START RECORD EXCERPTS

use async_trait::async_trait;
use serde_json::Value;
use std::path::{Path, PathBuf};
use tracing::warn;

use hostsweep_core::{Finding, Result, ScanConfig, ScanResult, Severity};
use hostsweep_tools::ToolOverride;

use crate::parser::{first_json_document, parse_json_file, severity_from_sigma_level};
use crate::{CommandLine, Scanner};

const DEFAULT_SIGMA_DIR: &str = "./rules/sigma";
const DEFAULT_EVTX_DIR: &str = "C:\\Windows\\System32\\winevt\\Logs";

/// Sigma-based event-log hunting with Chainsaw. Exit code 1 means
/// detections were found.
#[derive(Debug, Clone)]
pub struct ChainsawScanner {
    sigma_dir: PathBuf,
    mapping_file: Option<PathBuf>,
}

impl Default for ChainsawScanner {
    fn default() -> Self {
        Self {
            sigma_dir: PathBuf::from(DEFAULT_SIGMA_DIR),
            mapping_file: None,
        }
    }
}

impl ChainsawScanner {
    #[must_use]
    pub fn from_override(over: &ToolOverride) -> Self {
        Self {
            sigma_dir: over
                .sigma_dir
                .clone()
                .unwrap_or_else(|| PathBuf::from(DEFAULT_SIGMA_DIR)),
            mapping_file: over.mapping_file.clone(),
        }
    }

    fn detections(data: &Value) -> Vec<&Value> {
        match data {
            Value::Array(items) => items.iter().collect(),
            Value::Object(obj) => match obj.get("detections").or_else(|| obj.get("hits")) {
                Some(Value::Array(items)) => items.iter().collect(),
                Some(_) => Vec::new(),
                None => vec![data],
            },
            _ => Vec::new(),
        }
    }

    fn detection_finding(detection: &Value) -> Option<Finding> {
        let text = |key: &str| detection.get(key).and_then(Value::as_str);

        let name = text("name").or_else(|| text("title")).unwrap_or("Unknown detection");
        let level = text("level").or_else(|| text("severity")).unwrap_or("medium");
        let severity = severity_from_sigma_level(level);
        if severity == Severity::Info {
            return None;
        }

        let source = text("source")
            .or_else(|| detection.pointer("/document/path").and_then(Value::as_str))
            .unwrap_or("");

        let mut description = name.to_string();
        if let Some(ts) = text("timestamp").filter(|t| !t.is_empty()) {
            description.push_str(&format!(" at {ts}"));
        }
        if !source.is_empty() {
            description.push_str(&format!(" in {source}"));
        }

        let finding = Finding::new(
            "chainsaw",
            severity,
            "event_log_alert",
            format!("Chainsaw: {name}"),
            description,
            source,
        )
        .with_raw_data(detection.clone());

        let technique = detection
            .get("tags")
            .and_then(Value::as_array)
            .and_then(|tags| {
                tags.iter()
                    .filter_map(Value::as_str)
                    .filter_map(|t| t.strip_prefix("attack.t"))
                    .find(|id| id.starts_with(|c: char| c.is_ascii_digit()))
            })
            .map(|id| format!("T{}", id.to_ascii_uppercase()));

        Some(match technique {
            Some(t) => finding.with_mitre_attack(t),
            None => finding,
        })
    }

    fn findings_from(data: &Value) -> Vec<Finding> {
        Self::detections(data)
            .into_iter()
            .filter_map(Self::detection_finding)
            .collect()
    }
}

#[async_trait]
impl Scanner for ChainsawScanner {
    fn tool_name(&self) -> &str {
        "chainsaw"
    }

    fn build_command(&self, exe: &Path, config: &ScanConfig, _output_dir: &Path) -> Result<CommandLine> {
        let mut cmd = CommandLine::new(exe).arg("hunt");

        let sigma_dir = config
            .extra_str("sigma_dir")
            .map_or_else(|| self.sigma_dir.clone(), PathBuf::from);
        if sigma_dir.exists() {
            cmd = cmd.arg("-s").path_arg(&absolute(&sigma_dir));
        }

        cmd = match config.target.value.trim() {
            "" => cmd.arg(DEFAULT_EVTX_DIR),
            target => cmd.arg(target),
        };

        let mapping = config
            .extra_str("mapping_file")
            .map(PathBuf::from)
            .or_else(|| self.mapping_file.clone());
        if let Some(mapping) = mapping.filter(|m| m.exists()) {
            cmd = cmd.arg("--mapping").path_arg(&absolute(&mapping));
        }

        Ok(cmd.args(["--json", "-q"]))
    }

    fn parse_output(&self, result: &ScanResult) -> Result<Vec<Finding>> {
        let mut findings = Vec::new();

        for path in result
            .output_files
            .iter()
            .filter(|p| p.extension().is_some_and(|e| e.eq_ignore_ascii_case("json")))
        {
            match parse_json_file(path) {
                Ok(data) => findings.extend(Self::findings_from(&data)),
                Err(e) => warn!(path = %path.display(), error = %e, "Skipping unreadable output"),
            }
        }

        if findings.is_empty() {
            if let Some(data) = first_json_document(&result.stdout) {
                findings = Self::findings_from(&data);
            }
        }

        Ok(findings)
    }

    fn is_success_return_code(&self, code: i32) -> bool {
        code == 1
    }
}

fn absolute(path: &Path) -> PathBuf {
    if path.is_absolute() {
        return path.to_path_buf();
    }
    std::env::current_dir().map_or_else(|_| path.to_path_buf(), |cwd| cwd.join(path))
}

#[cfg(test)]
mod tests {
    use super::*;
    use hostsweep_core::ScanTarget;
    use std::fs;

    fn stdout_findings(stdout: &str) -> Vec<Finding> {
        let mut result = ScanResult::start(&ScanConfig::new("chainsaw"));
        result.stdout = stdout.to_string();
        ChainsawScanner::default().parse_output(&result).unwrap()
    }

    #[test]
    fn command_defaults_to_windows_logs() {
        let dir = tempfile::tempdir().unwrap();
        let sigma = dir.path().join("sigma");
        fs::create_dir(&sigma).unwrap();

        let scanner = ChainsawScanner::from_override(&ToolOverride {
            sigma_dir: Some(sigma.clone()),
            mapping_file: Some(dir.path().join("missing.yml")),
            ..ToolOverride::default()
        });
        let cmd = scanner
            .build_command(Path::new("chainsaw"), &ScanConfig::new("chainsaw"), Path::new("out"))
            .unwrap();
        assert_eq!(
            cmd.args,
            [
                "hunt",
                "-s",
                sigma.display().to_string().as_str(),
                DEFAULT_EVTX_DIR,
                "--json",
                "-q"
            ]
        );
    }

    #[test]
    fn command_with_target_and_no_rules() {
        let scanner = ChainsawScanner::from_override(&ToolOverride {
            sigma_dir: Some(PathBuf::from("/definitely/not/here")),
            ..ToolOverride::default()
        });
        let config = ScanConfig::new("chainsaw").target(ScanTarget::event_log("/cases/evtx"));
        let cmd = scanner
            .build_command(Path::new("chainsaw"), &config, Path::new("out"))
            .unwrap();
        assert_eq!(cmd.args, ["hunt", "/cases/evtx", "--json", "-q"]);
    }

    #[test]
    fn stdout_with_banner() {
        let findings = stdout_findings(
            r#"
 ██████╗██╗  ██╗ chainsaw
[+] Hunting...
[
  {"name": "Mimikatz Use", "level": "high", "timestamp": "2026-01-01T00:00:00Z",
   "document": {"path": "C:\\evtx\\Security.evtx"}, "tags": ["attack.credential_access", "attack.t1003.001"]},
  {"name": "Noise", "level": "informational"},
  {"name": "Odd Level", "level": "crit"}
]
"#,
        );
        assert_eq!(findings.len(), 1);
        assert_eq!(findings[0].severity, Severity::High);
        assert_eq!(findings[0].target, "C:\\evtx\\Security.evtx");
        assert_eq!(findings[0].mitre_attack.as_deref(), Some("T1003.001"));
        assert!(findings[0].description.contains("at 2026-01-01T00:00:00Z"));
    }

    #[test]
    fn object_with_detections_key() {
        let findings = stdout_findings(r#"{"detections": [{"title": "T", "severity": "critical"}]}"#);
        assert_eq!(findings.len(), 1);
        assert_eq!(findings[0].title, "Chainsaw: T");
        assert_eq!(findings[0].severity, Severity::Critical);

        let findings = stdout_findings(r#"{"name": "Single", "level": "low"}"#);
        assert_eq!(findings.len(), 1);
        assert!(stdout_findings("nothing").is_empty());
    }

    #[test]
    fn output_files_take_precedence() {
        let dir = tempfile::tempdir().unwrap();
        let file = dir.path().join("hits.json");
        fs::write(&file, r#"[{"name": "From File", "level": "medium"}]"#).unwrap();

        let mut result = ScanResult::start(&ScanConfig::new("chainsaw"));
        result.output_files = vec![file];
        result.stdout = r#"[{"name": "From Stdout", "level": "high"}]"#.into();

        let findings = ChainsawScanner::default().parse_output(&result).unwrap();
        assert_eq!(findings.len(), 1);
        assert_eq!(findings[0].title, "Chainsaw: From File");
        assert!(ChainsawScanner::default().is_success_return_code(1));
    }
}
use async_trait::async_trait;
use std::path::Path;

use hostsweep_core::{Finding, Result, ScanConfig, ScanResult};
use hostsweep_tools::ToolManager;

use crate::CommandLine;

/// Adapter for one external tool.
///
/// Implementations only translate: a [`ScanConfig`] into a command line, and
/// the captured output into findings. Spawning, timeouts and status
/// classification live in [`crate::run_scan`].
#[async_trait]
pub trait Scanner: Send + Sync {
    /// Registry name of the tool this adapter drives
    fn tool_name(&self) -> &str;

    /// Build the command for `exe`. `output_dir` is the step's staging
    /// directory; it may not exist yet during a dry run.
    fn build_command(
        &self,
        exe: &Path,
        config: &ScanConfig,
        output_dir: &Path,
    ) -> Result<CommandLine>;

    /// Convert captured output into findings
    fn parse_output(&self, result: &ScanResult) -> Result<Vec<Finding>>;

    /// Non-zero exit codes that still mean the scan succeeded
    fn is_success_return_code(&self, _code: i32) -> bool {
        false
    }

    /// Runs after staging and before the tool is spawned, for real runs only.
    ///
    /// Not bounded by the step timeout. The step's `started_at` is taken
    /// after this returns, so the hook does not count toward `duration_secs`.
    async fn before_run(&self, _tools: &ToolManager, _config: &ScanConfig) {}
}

END RECORD EXCERPTS

WHAT YOU NEED TO DO. Search the records for the word "items", then list every line that has it.

SOLVED EXERCISE.
            Value::Array(items) => items.iter().collect(),
                Some(Value::Array(items)) => items.iter().collect(),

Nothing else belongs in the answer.